I'm not trying to be a total Apple apologist here -- there are definitely some things iTunes could do to improve its interface. (I'm not a fan of the whole brushed metal look in general, for starters.) But I can't think of any way to do what I do with it on a daily basis, without at least half a dozen separate programs (esp. the podcasting parts, which is something I always thought was too much of a PITA to use until they built it in). I'm not touting iTunes for the sake of touting iTunes, I'm doing it because I think it's a crummy situation that there's basically only one decent music manager, and it's not available for Linux. And furthermore, that it only works with one kind of portable player, and that portable player won't play OGG or FLAC files.
I think there's a market for more than one music jukebox, but I think nobody besides Apple has really done it right yet, UI gaffes nonwithstanding.
I still think Rythmbox has a long way to go before it can hold a candle to iTunes -- and I'm not talking about DRM functions, because I don't give a hummingbird's fart about iTMS, but just regular usability stuff -- but it certainly beats the hell out of their other suggestions.
A music jukebox is one thing where I think "the UNIX way" just isn't going to agree with most people. In most other circumstances I appreciate small tools that do their job well, but a jukebox is inherently a do-everything-and-do-it-well proposition. It's that or failure. And the past is littered with music management programs that didn't succeed, or were quickly supplanted by something that did the job better. The reason we have a monoculture in the music-manager world is because everything else besides iTunes, quite frankly, sucks.

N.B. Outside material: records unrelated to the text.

//! Query API service: router construction and server loop.

use axum::http::HeaderValue;
use axum::routing::get;
use axum::Router;
use ix_01_sync_engine::{BlockReader, SyncStatus};
use std::sync::Arc;
use tokio::net::TcpListener;
use tokio::sync::watch;
use tower::ServiceBuilder;
use tower_http::cors::{Any, CorsLayer};
use tower_http::trace::TraceLayer;
use tracing::info;

use crate::domain::{ApiConfig, QueryApiError};
use crate::handlers;

/// Application state shared across handlers.
#[derive(Clone)]
pub struct AppState {
    pub reader: Arc<dyn BlockReader>,
    pub status: watch::Receiver<SyncStatus>,
    pub config: Arc<ApiConfig>,
}

/// Read-only HTTP service.
pub struct QueryApiService {
    config: Arc<ApiConfig>,
    state: AppState,
}

impl QueryApiService {
    /// Create the service. Fails on invalid configuration.
    pub fn new(
        config: ApiConfig,
        reader: Arc<dyn BlockReader>,
        status: watch::Receiver<SyncStatus>,
    ) -> Result<Self, QueryApiError> {
        config.validate()?;
        let config = Arc::new(config);
        let state = AppState {
            reader,
            status,
            config: Arc::clone(&config),
        };
        Ok(Self { config, state })
    }

    /// Build the router with all routes and middleware.
    pub fn router(&self) -> Router {
        let middleware = ServiceBuilder::new()
            .layer(TraceLayer::new_for_http())
            .layer(cors_layer(&self.config));

        Router::new()
            .route("/health", get(handlers::health))
            .route("/blocks", get(handlers::latest_blocks))
            .route("/blocks/:id", get(handlers::block))
            .route("/blocks/:id/transactions", get(handlers::block_transactions))
            .route("/transactions", get(handlers::latest_transactions))
            .route("/transactions/:txid", get(handlers::transaction))
            .route("/stats", get(handlers::stats))
            .route("/status", get(handlers::status))
            .route("/metrics", get(handlers::metrics))
            .layer(middleware)
            .with_state(self.state.clone())
    }

    /// Bind the configured address and serve until the server fails.
    pub async fn serve(self) -> Result<(), QueryApiError> {
        let addr = self.config.socket_addr()?;
        let listener = TcpListener::bind(addr)
            .await
            .map_err(|e| QueryApiError::Bind(format!("{addr}: {e}")))?;
        self.serve_on(listener).await
    }

    /// Serve on an already bound listener.
    pub async fn serve_on(self, listener: TcpListener) -> Result<(), QueryApiError> {
        if let Ok(addr) = listener.local_addr() {
            info!(addr = %addr, "[ix-02] Query API listening");
        }
        axum::serve(listener, self.router())
            .await
            .map_err(|e| QueryApiError::Serve(e.to_string()))
    }
}

fn cors_layer(config: &ApiConfig) -> CorsLayer {
    let cors = CorsLayer::new().allow_methods(Any).allow_headers(Any);
    if config.cors_allowed_origins.iter().any(|o| o == "*") {
        return cors.allow_origin(Any);
    }
    let origins: Vec<HeaderValue> = config
        .cors_allowed_origins
        .iter()
        .filter_map(|o| o.parse().ok())
        .collect();
    cors.allow_origin(origins)
}
//! Query API domain: configuration, errors, response views.

pub mod config;
pub mod error;
pub mod views;

pub use config::ApiConfig;
pub use error::{ApiError, QueryApiError};
pub use views::{BlockView, HealthView, StatsView, StatusView, TransactionView};
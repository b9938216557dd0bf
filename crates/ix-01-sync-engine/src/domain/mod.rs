//! # Domain Module
//!
//! Core domain types for the Sync Engine.

pub mod entities;
pub mod errors;
pub mod progress;
pub mod value_objects;

pub use entities::*;
pub use errors::*;
pub use progress::*;
pub use value_objects::*;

What iTunes does: * It manages your local music, keeps it organized. (In addition to just keeping track of it, it also maintains extensive metadata, such as playcount, normalized volume level, etc.) * Dynamic playlists. * No-brains-required iPod syncronization AND metadata download. The sync is bidirectional: play count information and other stuff comes down from the iPod, which keeps your most played and recently played lists current. I've yet to see any other piece of software that does this correctly. * Podcast management: including subscribing, downloading, uploading to iPod, and keeping track of which have been heard. * Local network sharing: other computers running compatible software can access the local music library and stream music. (Yes, they've essentially broken this feature in new releases, which is too bad.)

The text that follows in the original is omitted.